Il prit une longue inspiration et se redressa. Les cieux sombres laissaient entrevoir parfois des étoiles, lorsque quelques nuages cléments les y autorisaient. Le vent était retombé et les herbes reprenaient leur hauteur sur les bords de la falaise. « Cet age est un renouveau, malgré les évènements du Nord … Je ne veux pas laisser mon esprit s’assombrir dans les vieilles malédictions du passé. Les elfes semblent déjà s’assembler à leurs nouvelles œuvres, quant aux atani … Je n’oublie pas qu‘en Doriath Beren a enseigné la compassion à mon Roi et que le Beleriand fut sauvé par la bravoure et la supplique d’un seul homme, aussi bien né fût-il ».
« Le cœur des elfes ne change pas, seigneur. Tu ne pourras me laisser sans revenir à moi car je suis ta puissance et ta grandeur … Cette terre est celle des défis, tu reviendras à moi Fendomë Galadhil ». Le froid avait disparu de ses mains. Une légère évanescence cristalline sembla courir un instant le long de la hampe comme un murmure scintillant. « Calensil… » pensa-t-il « Esprit de force et de glace, je t’ai donné un nom trop doux ». Il ne pouvait s’empêcher de sourire, admiratif, devant le travail des orfèvres qui avaient su insuffler la puissance et l’esprit à ce métal. Esprit né des forges, auréolé de la vanité de ses maîtres.

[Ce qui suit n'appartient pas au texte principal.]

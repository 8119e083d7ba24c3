pub mod composite;
pub mod leaf;
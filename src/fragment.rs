//! Abstract fragment tree.
//!
//! A `Fragment` stands in for the rendered DOM subtree of one field: a
//! tree of element-like nodes with attributes, optional text, and an
//! optional live control value. Structural mutations (append, remove,
//! reorder, graft) are synchronous; node ids stay stable across them.

use serde_json::Value;
use std::collections::{BTreeMap, HashMap};

/// Well-known attribute names shared by the renderer, synchronizer and
/// reorder controller.
pub mod attr {
    /// Form input name of a control or carrier
    pub const NAME: &str = "name";
    /// Primitive kind of an editable control
    pub const KIND: &str = "data-kind";
    /// Marks the editable control inside a leaf wrapper
    pub const CONTROL: &str = "data-control";
    /// Marks the hidden canonical-value carrier of a composite
    pub const CARRIER: &str = "data-carrier";
    /// Marks a leaf field wrapper; value is the primitive kind
    pub const LEAF: &str = "data-leaf";
    /// Marks a composite field root; value is object/array/blocks
    pub const COMPOSITE: &str = "data-composite";
    /// Property name a leaf or composite occupies inside its parent object
    pub const PROP: &str = "data-prop";
    /// Marks the ordered container of array/blocks items
    pub const LIST: &str = "data-list";
    /// Marks one array/blocks item root
    pub const ITEM: &str = "data-item";
    /// Block definition name of a recognized blocks item
    pub const BLOCK: &str = "data-block";
    /// Marks a drifted blocks item held verbatim
    pub const OPAQUE: &str = "data-opaque";
    /// Idempotent-attach marker set by the synchronizer
    pub const SYNCED: &str = "data-synced";
    /// Companion marker distinguishing unchecked from absent booleans
    pub const PRESENT: &str = "data-present";
    /// Drag handle of a list item
    pub const HANDLE: &str = "data-handle";
    /// Display-only order label ("#1", "#2", ...)
    pub const ORDER_LABEL: &str = "data-order-label";
    /// Action name of a button-like node (add-item, move-up, pick, ...)
    pub const ACTION: &str = "data-action";
    /// Sibling property a slug control regenerates from
    pub const SOURCE_FIELD: &str = "data-source-field";
}

/// Stable identifier of a node within one `Fragment`
#[derive(Debug, Clone, Copy, PartialEq, Eq, Hash, PartialOrd, Ord)]
pub struct NodeId(u64);

#[derive(Debug, Clone)]
struct Node {
    tag: String,
    attrs: BTreeMap<String, String>,
    text: Option<String>,
    value: Option<Value>,
    parent: Option<NodeId>,
    children: Vec<NodeId>,
}

impl Node {
    fn new(tag: &str) -> Self {
        Self {
            tag: tag.to_string(),
            attrs: BTreeMap::new(),
            text: None,
            value: None,
            parent: None,
            children: Vec::new(),
        }
    }
}

/// Owned tree of nodes with a single root
#[derive(Debug, Clone)]
pub struct Fragment {
    nodes: HashMap<NodeId, Node>,
    root: NodeId,
    next_id: u64,
}

impl Fragment {
    /// Create a fragment with a single root node
    pub fn new(tag: &str) -> Self {
        let root = NodeId(0);
        let mut nodes = HashMap::new();
        nodes.insert(root, Node::new(tag));
        Self {
            nodes,
            root,
            next_id: 1,
        }
    }

    pub fn root(&self) -> NodeId {
        self.root
    }

    /// Whether `id` still names a live node of this fragment
    pub fn contains(&self, id: NodeId) -> bool {
        self.nodes.contains_key(&id)
    }

    fn alloc(&mut self, tag: &str) -> NodeId {
        let id = NodeId(self.next_id);
        self.next_id += 1;
        self.nodes.insert(id, Node::new(tag));
        id
    }

    fn node(&self, id: NodeId) -> &Node {
        self.nodes.get(&id).expect("node id belongs to this fragment")
    }

    fn node_mut(&mut self, id: NodeId) -> &mut Node {
        self.nodes.get_mut(&id).expect("node id belongs to this fragment")
    }

    /// Create a new node and append it as the last child of `parent`
    pub fn append(&mut self, parent: NodeId, tag: &str) -> NodeId {
        let id = self.alloc(tag);
        self.node_mut(id).parent = Some(parent);
        self.node_mut(parent).children.push(id);
        id
    }

    pub fn tag(&self, id: NodeId) -> &str {
        &self.node(id).tag
    }

    pub fn set_attr(&mut self, id: NodeId, key: &str, value: impl Into<String>) -> &mut Self {
        self.node_mut(id).attrs.insert(key.to_string(), value.into());
        self
    }

    pub fn remove_attr(&mut self, id: NodeId, key: &str) {
        self.node_mut(id).attrs.remove(key);
    }

    pub fn attr(&self, id: NodeId, key: &str) -> Option<&str> {
        self.node(id).attrs.get(key).map(|s| s.as_str())
    }

    pub fn has_attr(&self, id: NodeId, key: &str) -> bool {
        self.node(id).attrs.contains_key(key)
    }

    pub fn set_text(&mut self, id: NodeId, text: impl Into<String>) -> &mut Self {
        self.node_mut(id).text = Some(text.into());
        self
    }

    pub fn text(&self, id: NodeId) -> Option<&str> {
        self.node(id).text.as_deref()
    }

    /// Live control value of a control or carrier node
    pub fn value(&self, id: NodeId) -> Option<&Value> {
        self.node(id).value.as_ref()
    }

    pub fn set_value(&mut self, id: NodeId, value: Value) -> &mut Self {
        self.node_mut(id).value = Some(value);
        self
    }

    pub fn clear_value(&mut self, id: NodeId) {
        self.node_mut(id).value = None;
    }

    pub fn parent(&self, id: NodeId) -> Option<NodeId> {
        self.node(id).parent
    }

    pub fn children(&self, id: NodeId) -> &[NodeId] {
        &self.node(id).children
    }

    /// Index of `child` within its parent's child list
    pub fn child_index(&self, child: NodeId) -> Option<usize> {
        let parent = self.parent(child)?;
        self.children(parent).iter().position(|&c| c == child)
    }

    /// Detach `id` from its parent and drop the whole subtree
    pub fn remove(&mut self, id: NodeId) {
        if let Some(parent) = self.node(id).parent {
            self.node_mut(parent).children.retain(|&c| c != id);
        }
        let mut stack = vec![id];
        while let Some(n) = stack.pop() {
            if let Some(node) = self.nodes.remove(&n) {
                stack.extend(node.children);
            }
        }
    }

    /// Swap two children of `parent` by index
    pub fn swap_children(&mut self, parent: NodeId, a: usize, b: usize) {
        self.node_mut(parent).children.swap(a, b);
    }

    /// Move the child at `from` to position `to` within the same parent
    pub fn move_child(&mut self, parent: NodeId, from: usize, to: usize) {
        let children = &mut self.node_mut(parent).children;
        let child = children.remove(from);
        children.insert(to, child);
    }

    /// Depth-first (document order) walk of the subtree rooted at `id`,
    /// including `id` itself
    pub fn descendants(&self, id: NodeId) -> Vec<NodeId> {
        let mut out = Vec::new();
        let mut stack = vec![id];
        while let Some(n) = stack.pop() {
            out.push(n);
            for &c in self.children(n).iter().rev() {
                stack.push(c);
            }
        }
        out
    }

    /// First node in document order under `root` matching the predicate
    pub fn find(&self, root: NodeId, pred: impl Fn(&Fragment, NodeId) -> bool) -> Option<NodeId> {
        self.descendants(root).into_iter().find(|&n| pred(self, n))
    }

    /// All nodes in document order under `root` matching the predicate
    pub fn find_all(
        &self,
        root: NodeId,
        pred: impl Fn(&Fragment, NodeId) -> bool,
    ) -> Vec<NodeId> {
        self.descendants(root)
            .into_iter()
            .filter(|&n| pred(self, n))
            .collect()
    }

    /// Direct child of `parent` carrying the given attribute value
    pub fn child_with_attr(&self, parent: NodeId, key: &str, value: &str) -> Option<NodeId> {
        self.children(parent)
            .iter()
            .copied()
            .find(|&c| self.attr(c, key) == Some(value))
    }

    /// The hidden canonical-value carrier of a composite root.
    /// Carriers are always direct children so a nested composite's
    /// carrier is never mistaken for its parent's.
    pub fn carrier(&self, composite_root: NodeId) -> Option<NodeId> {
        self.children(composite_root)
            .iter()
            .copied()
            .find(|&c| self.has_attr(c, attr::CARRIER))
    }

    /// Item nodes of a list container, in fragment order
    pub fn items(&self, list: NodeId) -> Vec<NodeId> {
        self.children(list)
            .iter()
            .copied()
            .filter(|&c| self.has_attr(c, attr::ITEM))
            .collect()
    }

    /// Deep-copy another fragment's tree under `parent`, inserting at
    /// `position` (or appending), rewriting attribute values and text
    /// through `subst`. Copied nodes receive fresh ids.
    pub fn graft(
        &mut self,
        parent: NodeId,
        position: Option<usize>,
        other: &Fragment,
        subst: &dyn Fn(&str) -> String,
    ) -> NodeId {
        let new_root = self.copy_subtree(other, other.root(), subst);
        self.node_mut(new_root).parent = Some(parent);
        let children = &mut self.node_mut(parent).children;
        match position {
            Some(pos) if pos <= children.len() => children.insert(pos, new_root),
            _ => children.push(new_root),
        }
        new_root
    }

    /// Deep-copy the whole fragment, rewriting attribute values and
    /// text through `subst`. The copy's root corresponds to this
    /// fragment's root.
    pub fn clone_with(&self, subst: &dyn Fn(&str) -> String) -> Fragment {
        let src_root = self.node(self.root);
        let mut out = Fragment::new(&src_root.tag);
        let root = out.root;
        {
            let node = out.node_mut(root);
            node.attrs = src_root
                .attrs
                .iter()
                .map(|(k, v)| (k.clone(), subst(v)))
                .collect();
            node.text = src_root.text.as_deref().map(subst);
            node.value = src_root.value.clone();
        }
        for &child in &src_root.children {
            let copied = out.copy_subtree(self, child, subst);
            out.node_mut(copied).parent = Some(root);
            out.node_mut(root).children.push(copied);
        }
        out
    }

    fn copy_subtree(
        &mut self,
        other: &Fragment,
        src: NodeId,
        subst: &dyn Fn(&str) -> String,
    ) -> NodeId {
        let src_node = other.node(src);
        let id = self.alloc(&src_node.tag);
        {
            let node = self.node_mut(id);
            node.attrs = src_node
                .attrs
                .iter()
                .map(|(k, v)| (k.clone(), subst(v)))
                .collect();
            node.text = src_node.text.as_deref().map(subst);
            node.value = src_node.value.clone();
        }
        for &child in other.children(src) {
            let copied = self.copy_subtree(other, child, subst);
            self.node_mut(copied).parent = Some(id);
            self.node_mut(id).children.push(copied);
        }
        id
    }

    /// Serialize the whole fragment to HTML text. Deterministic:
    /// identical trees produce identical output.
    pub fn to_html(&self) -> String {
        let mut out = String::new();
        self.write_html(self.root, &mut out);
        out
    }

    fn write_html(&self, id: NodeId, out: &mut String) {
        let node = self.node(id);
        out.push('<');
        out.push_str(&node.tag);
        for (key, value) in &node.attrs {
            out.push(' ');
            out.push_str(key);
            out.push_str("=\"");
            out.push_str(&html_escape::encode_double_quoted_attribute(value));
            out.push('"');
        }
        if let Some(value) = &node.value {
            let text = match value {
                Value::String(s) => s.clone(),
                other => other.to_string(),
            };
            out.push_str(" value=\"");
            out.push_str(&html_escape::encode_double_quoted_attribute(&text));
            out.push('"');
        }
        out.push('>');
        if let Some(text) = &node.text {
            out.push_str(&html_escape::encode_text(text));
        }
        for &child in &node.children {
            self.write_html(child, out);
        }
        out.push_str("</");
        out.push_str(&node.tag);
        out.push('>');
    }
}

#[cfg(test)]
mod tests {
    use super::*;
    use serde_json::json;

    fn sample() -> (Fragment, NodeId, NodeId) {
        let mut f = Fragment::new("div");
        let root = f.root();
        let a = f.append(root, "span");
        f.set_attr(a, attr::NAME, "a").set_text(a, "first");
        let b = f.append(root, "span");
        f.set_attr(b, attr::NAME, "b");
        (f, a, b)
    }

    #[test]
    fn append_and_query() {
        let (f, a, b) = sample();
        assert_eq!(f.children(f.root()), &[a, b]);
        assert_eq!(f.parent(a), Some(f.root()));
        assert_eq!(f.child_with_attr(f.root(), attr::NAME, "b"), Some(b));
        assert_eq!(f.child_index(b), Some(1));
    }

    #[test]
    fn remove_drops_subtree() {
        let (mut f, a, b) = sample();
        let nested = f.append(a, "em");
        f.remove(a);
        assert_eq!(f.children(f.root()), &[b]);
        assert!(!f.descendants(f.root()).contains(&nested));
    }

    #[test]
    fn move_child_reorders() {
        let (mut f, a, b) = sample();
        f.move_child(f.root(), 1, 0);
        assert_eq!(f.children(f.root()), &[b, a]);
    }

    #[test]
    fn graft_substitutes_placeholders() {
        let mut tpl = Fragment::new("div");
        let c = tpl.append(tpl.root(), "input");
        tpl.set_attr(c, attr::NAME, "tags.__IDX__.value");

        let mut live = Fragment::new("div");
        let root = live.root();
        let new_root = live.graft(root, None, &tpl, &|s| s.replace("__IDX__", "3"));
        let input = live.children(new_root)[0];
        assert_eq!(live.attr(input, attr::NAME), Some("tags.3.value"));
    }

    #[test]
    fn html_is_escaped_and_deterministic() {
        let mut f = Fragment::new("div");
        let input = f.append(f.root(), "input");
        f.set_attr(input, attr::NAME, "title")
            .set_value(input, json!("a <b> & \"c\""));
        let html = f.to_html();
        assert!(html.contains("&amp;"));
        assert!(html.contains("&quot;c&quot;"));
        assert_eq!(html, f.to_html());
    }
}
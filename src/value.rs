//! Stored value handling.
//!
//! Stored content is read once at render time and may predate the
//! current schema, so every path in here recovers instead of failing:
//! malformed JSON for a composite becomes an empty object/array and
//! the editor always has something renderable.

use serde_json::Value;

use crate::schema::FieldSchema;

/// Parse a stored raw value for a field. Never fails: malformed or
/// shape-mismatched input degrades to the schema's empty value.
pub fn parse_stored(raw: Option<&str>, schema: &FieldSchema) -> Value {
    let parsed = match raw {
        None | Some("") => None,
        Some(text) => match serde_json::from_str::<Value>(text) {
            Ok(value) => Some(value),
            Err(err) => {
                tracing::warn!(error = %err, "stored field value is not valid JSON; treating as empty");
                None
            }
        },
    };
    coerce(parsed.unwrap_or(Value::Null), schema)
}

/// Force a value into the broad shape its schema expects. Wrong-shaped
/// composites degrade to empty; primitives pass through untouched so
/// drifted scalars stay visible in their controls.
pub fn coerce(value: Value, schema: &FieldSchema) -> Value {
    match schema {
        FieldSchema::Primitive(prim) => {
            if value.is_null() {
                prim.common.default.clone().unwrap_or(Value::Null)
            } else {
                value
            }
        }
        FieldSchema::Object(_) => match value {
            Value::Object(_) => value,
            Value::Null => Value::Object(Default::default()),
            other => {
                tracing::warn!(got = %shape_name(&other), "stored object value has wrong shape; treating as empty");
                Value::Object(Default::default())
            }
        },
        FieldSchema::Array(_) | FieldSchema::Blocks(_) => match value {
            Value::Array(_) => value,
            Value::Null => Value::Array(Vec::new()),
            other => {
                tracing::warn!(got = %shape_name(&other), "stored list value has wrong shape; treating as empty");
                Value::Array(Vec::new())
            }
        },
    }
}

fn shape_name(value: &Value) -> &'static str {
    match value {
        Value::Null => "null",
        Value::Bool(_) => "boolean",
        Value::Number(_) => "number",
        Value::String(_) => "string",
        Value::Array(_) => "array",
        Value::Object(_) => "object",
    }
}
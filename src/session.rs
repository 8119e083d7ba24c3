//! Field session runtime.
//!
//! A `FieldSession` owns the rendered fragment of one field and routes
//! discrete user actions - edits, structural list changes, reference
//! picks - to the renderer, reorder controller and synchronizer. Each
//! action ends with a full recompute scoped to this field's root, so
//! the hidden carrier always holds the canonical value at submission
//! time. Sessions are independent failure domains: nothing here can
//! abort another field's render.

use std::sync::Arc;

use serde_json::{json, Value};
use uuid::Uuid;

use crate::error::{RenderError, SessionError};
use crate::fragment::{attr, Fragment, NodeId};
use crate::render::{composite, leaf};
use crate::reorder::{self, ItemGeometry};
use crate::schema::{FieldSchema, ObjectSchema, PrimitiveKind, SlugOptions};
use crate::slug::{SlugChecker, SlugLookup, SlugStatus};
use crate::sync;
use crate::template::{ListKind, ListSpec, TemplateRegistry};
use crate::value::parse_stored;

/// Optional capabilities supplied by the host once per render; the
/// engine never probes for them itself
#[derive(Debug, Clone, Copy, Default)]
pub struct Capabilities {
    pub rich_text: bool,
    pub enhanced_media: bool,
}

/// Read-only snapshot passed through the whole recursive render
#[derive(Debug, Clone)]
pub struct RenderContext {
    pub capabilities: Capabilities,
    /// Collection owning the content, scoping reference/slug lookups
    pub collection_id: String,
    /// Content being edited, `None` when creating
    pub content_id: Option<Uuid>,
}

/// Result of the external reference/media picker
#[derive(Debug, Clone)]
pub struct ReferencePick {
    pub id: String,
    pub display_label: String,
    pub preview_url: Option<String>,
}

impl ReferencePick {
    fn to_value(&self) -> Value {
        let mut value = json!({
            "id": self.id,
            "displayLabel": self.display_label,
        });
        if let Some(preview) = &self.preview_url {
            value["previewUrl"] = json!(preview);
        }
        value
    }
}

/// An availability checker bound to one slug control, with the sibling
/// title control it regenerates from resolved at attach time
struct SlugBinding {
    control: NodeId,
    source: Option<NodeId>,
    checker: SlugChecker,
}

/// One rendered field and its attached behaviors
pub struct FieldSession {
    name: String,
    schema: FieldSchema,
    ctx: RenderContext,
    fragment: Fragment,
    root: NodeId,
    templates: TemplateRegistry,
    slug_bindings: Vec<SlugBinding>,
}

impl FieldSession {
    /// Render a field from its schema and stored raw value. Never
    /// fails on bad stored content; malformed JSON renders as empty.
    pub fn render(
        name: &str,
        schema: FieldSchema,
        stored: Option<&str>,
        ctx: RenderContext,
    ) -> Result<Self, RenderError> {
        let value = parse_stored(stored, &schema);
        let mut fragment = Fragment::new("div");
        let container = fragment.root();
        fragment.set_attr(container, "data-field-root", "true");
        let mut templates = TemplateRegistry::new();
        let root = composite::render_field(
            &mut fragment,
            container,
            &schema,
            name,
            name,
            &value,
            &ctx,
            &mut templates,
        );

        for node in fragment.find_all(root, |f, n| f.has_attr(n, attr::COMPOSITE)) {
            sync::attach(&mut fragment, node);
        }

        let mut session = Self {
            name: name.to_string(),
            schema,
            ctx,
            fragment,
            root,
            templates,
            slug_bindings: Vec::new(),
        };
        session.resync()?;
        Ok(session)
    }

    pub fn name(&self) -> &str {
        &self.name
    }

    pub fn schema(&self) -> &FieldSchema {
        &self.schema
    }

    pub fn fragment(&self) -> &Fragment {
        &self.fragment
    }

    /// Root node of the rendered field
    pub fn field_root(&self) -> NodeId {
        self.root
    }

    pub fn to_html(&self) -> String {
        self.fragment.to_html()
    }

    /// Apply one edit to an editable control, then resynchronize.
    /// Media/reference controls are rejected; they change only through
    /// [`FieldSession::pick_reference`] and [`FieldSession::clear_reference`].
    pub fn edit(&mut self, control: NodeId, value: Value) -> Result<(), SessionError> {
        if !self.fragment.contains(control) || !self.fragment.has_attr(control, attr::CONTROL) {
            return Err(RenderError::NotAControl(control).into());
        }
        let kind = self
            .fragment
            .attr(control, attr::KIND)
            .and_then(PrimitiveKind::parse);
        if matches!(kind, Some(PrimitiveKind::Media | PrimitiveKind::Reference)) {
            return Err(RenderError::NotAControl(control).into());
        }
        let text = value.as_str().map(str::to_string).unwrap_or_default();
        self.fragment.set_value(control, value);
        if kind == Some(PrimitiveKind::Select) {
            leaf::refresh_select_display(&mut self.fragment, control);
        }
        self.route_slug_edit(control, &text);
        self.resync()?;
        Ok(())
    }

    /// Bind an availability checker to a slug-kind leaf. Attaching to
    /// an already-bound leaf is a no-op, like [`sync::attach`]. Returns
    /// whether a new binding was made.
    pub fn attach_slug_checker(
        &mut self,
        wrapper: NodeId,
        lookup: Arc<dyn SlugLookup>,
    ) -> Result<bool, SessionError> {
        if !self.fragment.contains(wrapper) {
            return Err(RenderError::NotAControl(wrapper).into());
        }
        let control = leaf::control_of(&self.fragment, wrapper)
            .ok_or(RenderError::NotAControl(wrapper))?;
        let kind = self
            .fragment
            .attr(control, attr::KIND)
            .and_then(PrimitiveKind::parse);
        if kind != Some(PrimitiveKind::Slug) {
            return Err(RenderError::NotAControl(control).into());
        }
        if self.slug_bindings.iter().any(|b| b.control == control) {
            tracing::debug!(?control, "slug checker already attached; skipping");
            return Ok(false);
        }

        let options = SlugOptions {
            source_field: self
                .fragment
                .attr(control, attr::SOURCE_FIELD)
                .map(str::to_string),
            pattern: self.fragment.attr(control, "pattern").map(str::to_string),
        };
        let source = options
            .source_field
            .as_deref()
            .and_then(|prop| self.sibling_control(wrapper, prop));
        let checker = SlugChecker::new(&self.ctx, &options, lookup);
        self.slug_bindings.push(SlugBinding {
            control,
            source,
            checker,
        });
        Ok(true)
    }

    /// Current availability status of a bound slug leaf
    pub fn slug_status(&self, wrapper: NodeId) -> Option<SlugStatus> {
        let control = leaf::control_of(&self.fragment, wrapper)?;
        self.slug_bindings
            .iter()
            .find(|b| b.control == control)
            .map(|b| b.checker.status())
    }

    /// Await every outstanding availability probe of every binding
    pub async fn settle_slug_checkers(&self) {
        for binding in &self.slug_bindings {
            binding.checker.settle().await;
        }
    }

    /// Feed one control edit to the slug bindings it concerns: direct
    /// slug input, or a title edit a slug regenerates from. Regenerated
    /// slugs are written back before the caller resynchronizes.
    fn route_slug_edit(&mut self, control: NodeId, text: &str) {
        let mut regenerated: Vec<(NodeId, String)> = Vec::new();
        for binding in &self.slug_bindings {
            if binding.control == control {
                binding.checker.on_input(text);
            } else if binding.source == Some(control) {
                binding.checker.on_title_change(text);
                regenerated.push((binding.control, binding.checker.value()));
            }
        }
        for (slug_control, slug) in regenerated {
            self.fragment.set_value(slug_control, Value::String(slug));
        }
    }

    /// Editable control of a sibling leaf within the same object
    fn sibling_control(&self, wrapper: NodeId, prop: &str) -> Option<NodeId> {
        let parent = self.fragment.parent(wrapper)?;
        let sibling = self.fragment.child_with_attr(parent, attr::PROP, prop)?;
        leaf::control_of(&self.fragment, sibling)
    }

    /// Instantiate the array item template at the end of a list
    pub fn add_array_item(&mut self, list: NodeId) -> Result<NodeId, SessionError> {
        self.add_from_template(list, None)
    }

    /// Instantiate a block by definition name at the end of a list
    pub fn add_block(&mut self, list: NodeId, block: &str) -> Result<NodeId, SessionError> {
        self.add_from_template(list, Some(block))
    }

    fn add_from_template(
        &mut self,
        list: NodeId,
        block: Option<&str>,
    ) -> Result<NodeId, SessionError> {
        let index = self.fragment.items(list).len();
        let clone = self.templates.instantiate(list, block, index)?;
        let item = self.fragment.graft(list, None, &clone, &|s| s.to_string());
        self.post_render_init(list, item, block);
        reorder::refresh_list_chrome(&mut self.fragment, list);
        self.resync()?;
        Ok(item)
    }

    /// Post-render initialization scoped to a freshly spliced item:
    /// attach the synchronizer to its composites and register any
    /// nested lists it brought along.
    fn post_render_init(&mut self, list: NodeId, item: NodeId, block: Option<&str>) {
        for node in self
            .fragment
            .find_all(item, |f, n| f.has_attr(n, attr::COMPOSITE))
        {
            sync::attach(&mut self.fragment, node);
        }
        let Some(spec) = self.templates.spec(list).cloned() else {
            return;
        };
        let item_schema = match (&spec.kind, block) {
            (ListKind::Array(item_schema), None) => item_schema.clone(),
            (ListKind::Blocks(blocks), Some(name)) => match blocks.definition(name) {
                Some(def) => ObjectSchema {
                    common: Default::default(),
                    properties: def.properties.clone(),
                    collapse: false,
                },
                None => return,
            },
            _ => return,
        };
        register_item_lists(
            &self.fragment,
            &mut self.templates,
            &self.ctx,
            item,
            &item_schema,
        );
    }

    /// Detach an item from its list. There is no soft-delete or undo
    /// at this layer.
    pub fn remove_item(&mut self, item: NodeId) -> Result<(), SessionError> {
        if !self.fragment.contains(item) || !self.fragment.has_attr(item, attr::ITEM) {
            return Err(crate::error::ReorderError::NotAnItem(item).into());
        }
        let list = self.fragment.parent(item);
        self.fragment.remove(item);
        if let Some(list) = list {
            reorder::refresh_list_chrome(&mut self.fragment, list);
        }
        self.resync()?;
        Ok(())
    }

    pub fn move_item_up(&mut self, item: NodeId) -> Result<(), SessionError> {
        reorder::move_up(&mut self.fragment, item)?;
        self.resync()?;
        Ok(())
    }

    pub fn move_item_down(&mut self, item: NodeId) -> Result<(), SessionError> {
        reorder::move_down(&mut self.fragment, item)?;
        self.resync()?;
        Ok(())
    }

    /// Freeform drag repositioning; see [`reorder::drag_to`] for the
    /// midpoint rule
    pub fn drag_item(
        &mut self,
        item: NodeId,
        pointer_y: f64,
        geometry: &[ItemGeometry],
    ) -> Result<usize, SessionError> {
        let to = reorder::drag_to(&mut self.fragment, item, pointer_y, geometry)?;
        self.resync()?;
        Ok(to)
    }

    /// Store the external picker's result into a media/reference leaf
    pub fn pick_reference(
        &mut self,
        wrapper: NodeId,
        pick: &ReferencePick,
    ) -> Result<(), SessionError> {
        let control = self.ref_control(wrapper)?;
        self.fragment.set_value(control, pick.to_value());
        leaf::refresh_ref_summary(&mut self.fragment, wrapper);
        self.resync()?;
        Ok(())
    }

    pub fn clear_reference(&mut self, wrapper: NodeId) -> Result<(), SessionError> {
        let control = self.ref_control(wrapper)?;
        self.fragment.clear_value(control);
        leaf::refresh_ref_summary(&mut self.fragment, wrapper);
        self.resync()?;
        Ok(())
    }

    fn ref_control(&self, wrapper: NodeId) -> Result<NodeId, SessionError> {
        if !self.fragment.contains(wrapper) {
            return Err(RenderError::NotAControl(wrapper).into());
        }
        let control = leaf::control_of(&self.fragment, wrapper)
            .ok_or(RenderError::NotAControl(wrapper))?;
        let kind = self
            .fragment
            .attr(control, attr::KIND)
            .and_then(PrimitiveKind::parse);
        if !matches!(kind, Some(PrimitiveKind::Media | PrimitiveKind::Reference)) {
            return Err(RenderError::NotAControl(control).into());
        }
        Ok(control)
    }

    /// Serialized canonical value exactly as the surrounding form
    /// would submit it
    pub fn submission_text(&self) -> Result<String, SessionError> {
        if self.schema.is_composite() {
            let carrier = self
                .fragment
                .carrier(self.root)
                .ok_or(RenderError::MissingCarrier)?;
            match self.fragment.value(carrier) {
                Some(Value::String(text)) => Ok(text.clone()),
                _ => Err(RenderError::MissingCarrier.into()),
            }
        } else {
            let value = leaf::read_value(&self.fragment, self.root);
            Ok(serde_json::to_string(&value).map_err(RenderError::Serialize)?)
        }
    }

    /// Parsed canonical value; guaranteed to match the schema's shape
    pub fn submission_value(&self) -> Result<Value, SessionError> {
        let text = self.submission_text()?;
        Ok(serde_json::from_str(&text).map_err(RenderError::Serialize)?)
    }

    fn resync(&mut self) -> Result<(), RenderError> {
        if self.schema.is_composite() {
            sync::recompute(&mut self.fragment, self.root, &self.schema)?;
        }
        Ok(())
    }

    // ========================================
    // Lookup helpers
    // ========================================

    /// Editable control with the given form name
    pub fn control_named(&self, name: &str) -> Option<NodeId> {
        self.fragment.find(self.root, |f, n| {
            f.has_attr(n, attr::CONTROL) && f.attr(n, attr::NAME) == Some(name)
        })
    }

    /// Leaf wrapper whose control has the given form name
    pub fn leaf_named(&self, name: &str) -> Option<NodeId> {
        let control = self.control_named(name)?;
        let mut cursor = self.fragment.parent(control);
        while let Some(node) = cursor {
            if self.fragment.has_attr(node, attr::LEAF) {
                return Some(node);
            }
            cursor = self.fragment.parent(node);
        }
        None
    }

    /// Item list container with the given form name
    pub fn list_named(&self, name: &str) -> Option<NodeId> {
        self.fragment.find(self.root, |f, n| {
            f.has_attr(n, attr::LIST) && f.attr(n, attr::NAME) == Some(name)
        })
    }

    /// Items of a list, in fragment order
    pub fn items(&self, list: NodeId) -> Vec<NodeId> {
        self.fragment.items(list)
    }
}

« Il est temps de penser à ceux de mon peuple et aux hommes libres. Je connais si mal le don d’Ingwë … J’ai beaucoup de temps à rattraper » se dit-il en descendant le long de la colline qui bordait la côte déchirée du Har-Lindon. Le ciel ne laissait passer qu’une faible clarté, mais suffisamment pour discerner les premiers toits des demeures elfiques éparpillées aux abords de Mithlond. Les premières lueurs des Havres de Cirdan se détachaient en flottant dans la nuit.
Le bruit des gréements et la mélodie des harpes et des violes parvenaient déjà à ses oreilles.



Premier siècle du Second Age de la Terre du Milieu.